● Try it
What is the number of lines in the records that contain "found"? Give only that number.

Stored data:
****

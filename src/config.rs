//! Renderer configuration persistence
//!
//! Stores user preferences in `~/.config/chatmark/config.yaml`

use std::path::Path;
use std::time::Duration;

use serde::{Deserialize, Serialize};

use crate::highlight::PipelineConfig;

/// Settings that persist across runs. Missing keys take their defaults.
#[derive(Debug, Clone, PartialEq, Eq, Serialize, Deserialize)]
pub struct RenderConfig {
    /// Render with the dark theme
    #[serde(default = "default_dark")]
    pub dark: bool,

    /// Theme id used in dark mode (e.g. "default-dark", "github-dark")
    #[serde(default = "default_dark_theme")]
    pub dark_theme: String,

    /// Theme id used in light mode
    #[serde(default = "default_light_theme")]
    pub light_theme: String,

    /// Pause between highlight work items, in milliseconds
    #[serde(default = "default_worker_yield_ms")]
    pub worker_yield_ms: u64,
}

fn default_dark() -> bool {
    true
}

fn default_dark_theme() -> String {
    "default-dark".to_string()
}

fn default_light_theme() -> String {
    "default-light".to_string()
}

fn default_worker_yield_ms() -> u64 {
    1
}

impl Default for RenderConfig {
    fn default() -> Self {
        Self {
            dark: default_dark(),
            dark_theme: default_dark_theme(),
            light_theme: default_light_theme(),
            worker_yield_ms: default_worker_yield_ms(),
        }
    }
}

impl RenderConfig {
    /// Load config from disk, or return defaults if not found
    pub fn load() -> Self {
        let Some(path) = crate::config_paths::config_file() else {
            tracing::debug!("No config directory available, using defaults");
            return Self::default();
        };

        if !path.exists() {
            tracing::debug!(
                "Config file not found at {}, using defaults",
                path.display()
            );
            return Self::default();
        }

        Self::load_from(&path).unwrap_or_else(|e| {
            tracing::warn!("{}", e);
            Self::default()
        })
    }

    /// Load config from a specific file
    pub fn load_from(path: &Path) -> Result<Self, String> {
        let content = std::fs::read_to_string(path)
            .map_err(|e| format!("Failed to read config at {}: {}", path.display(), e))?;
        let config = serde_yaml::from_str(&content)
            .map_err(|e| format!("Failed to parse config at {}: {}", path.display(), e))?;
        tracing::info!("Loaded config from {}", path.display());
        Ok(config)
    }

    /// Save config to disk
    ///
    /// Creates the config directory if it doesn't exist.
    pub fn save(&self) -> Result<(), String> {
        let path = crate::config_paths::config_file()
            .ok_or_else(|| "No config directory available".to_string())?;
        self.save_to(&path)
    }

    /// Save config to a specific file, creating parent directories
    pub fn save_to(&self, path: &Path) -> Result<(), String> {
        if let Some(parent) = path.parent() {
            std::fs::create_dir_all(parent)
                .map_err(|e| format!("Failed to create config directory: {}", e))?;
        }

        let content = serde_yaml::to_string(self)
            .map_err(|e| format!("Failed to serialize config: {}", e))?;

        std::fs::write(path, content)
            .map_err(|e| format!("Failed to write config to {}: {}", path.display(), e))?;

        tracing::info!("Saved config to {}", path.display());
        Ok(())
    }

    /// Theme id for the active mode
    pub fn theme_id(&self) -> &str {
        if self.dark {
            &self.dark_theme
        } else {
            &self.light_theme
        }
    }

    pub fn pipeline_config(&self) -> PipelineConfig {
        PipelineConfig {
            worker_yield: Duration::from_millis(self.worker_yield_ms),
        }
    }
}
//! Code token data structures
//!
//! Defines the token kinds a tokenizer can emit and the mapping from
//! tree-sitter capture names onto those kinds.

use serde::Serialize;

/// Lexical class of a code token. Anything unclassified is `Normal`.
#[derive(Debug, Clone, Copy, PartialEq, Eq, Hash, Default, Serialize)]
pub enum TokenType {
    #[default]
    Normal,
    Keyword,
    String,
    Comment,
    Number,
    Operator,
    Punctuation,
    Type,
    Method,
}

impl TokenType {
    pub const ALL: [TokenType; 9] = [
        TokenType::Normal,
        TokenType::Keyword,
        TokenType::String,
        TokenType::Comment,
        TokenType::Number,
        TokenType::Operator,
        TokenType::Punctuation,
        TokenType::Type,
        TokenType::Method,
    ];
}

/// A classified slice of source code.
///
/// `start` and `len` are byte offsets into the tokenized string and always
/// fall on UTF-8 char boundaries.
#[derive(Debug, Clone, PartialEq, Eq, Serialize)]
pub struct CodeToken {
    pub text: String,
    pub kind: TokenType,
    pub start: usize,
    pub len: usize,
}

impl CodeToken {
    pub fn new(text: impl Into<String>, kind: TokenType, start: usize) -> Self {
        let text = text.into();
        let len = text.len();
        Self {
            text,
            kind,
            start,
            len,
        }
    }

    /// A single Normal token covering all of `code`
    pub fn whole(code: &str) -> Self {
        Self::new(code, TokenType::Normal, 0)
    }

    /// Exclusive end offset
    pub fn end(&self) -> usize {
        self.start + self.len
    }
}

/// Capture names (as used by tree-sitter highlight queries) and the token
/// kind each maps to. Lookup falls back through dotted parents, so
/// `keyword.control.import` resolves via `keyword`.
pub const CAPTURE_KINDS: &[(&str, TokenType)] = &[
    ("attribute", TokenType::Type),
    ("boolean", TokenType::Keyword),
    ("character", TokenType::String),
    ("comment", TokenType::Comment),
    ("conditional", TokenType::Keyword),
    ("constant.builtin", TokenType::Keyword),
    ("constant.numeric", TokenType::Number),
    ("constructor", TokenType::Type),
    ("escape", TokenType::String),
    ("float", TokenType::Number),
    ("function", TokenType::Method),
    ("function.method", TokenType::Method),
    ("include", TokenType::Keyword),
    ("keyword", TokenType::Keyword),
    ("method", TokenType::Method),
    ("number", TokenType::Number),
    ("operator", TokenType::Operator),
    ("punctuation", TokenType::Punctuation),
    ("repeat", TokenType::Keyword),
    ("storageclass", TokenType::Keyword),
    ("string", TokenType::String),
    ("tag", TokenType::Keyword),
    ("type", TokenType::Type),
];

/// Look up the token kind for a capture name
pub fn kind_for_capture(name: &str) -> Option<TokenType> {
    // Exact match first, then progressively shorter parents
    // (e.g. "keyword.control.import" -> "keyword.control" -> "keyword").
    let mut current = name;
    loop {
        if let Some((_, kind)) = CAPTURE_KINDS.iter().find(|(n, _)| *n == current) {
            return Some(*kind);
        }

        let Some(dot_pos) = current.rfind('.') else {
            break;
        };
        current = &current[..dot_pos];
    }

    None
}

#[cfg(test)]
mod tests {
    use super::*;

    #[test]
    fn test_capture_lookup() {
        assert_eq!(kind_for_capture("keyword"), Some(TokenType::Keyword));
        assert_eq!(
            kind_for_capture("keyword.control.import"),
            Some(TokenType::Keyword)
        );
        assert_eq!(kind_for_capture("string.special"), Some(TokenType::String));
        assert_eq!(kind_for_capture("function.macro"), Some(TokenType::Method));
        assert_eq!(kind_for_capture("type.builtin"), Some(TokenType::Type));
        assert_eq!(kind_for_capture("variable"), None);
        assert_eq!(kind_for_capture("property"), None);
    }

    #[test]
    fn test_constant_builtin_is_not_a_number() {
        assert_eq!(kind_for_capture("constant.builtin"), Some(TokenType::Keyword));
        assert_eq!(kind_for_capture("constant"), None);
    }

    #[test]
    fn test_whole_token_spans_input() {
        let token = CodeToken::whole("let x = 1;");
        assert_eq!(token.start, 0);
        assert_eq!(token.len, 10);
        assert_eq!(token.end(), 10);
        assert_eq!(token.kind, TokenType::Normal);
    }
}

****

● Solution for this problem
2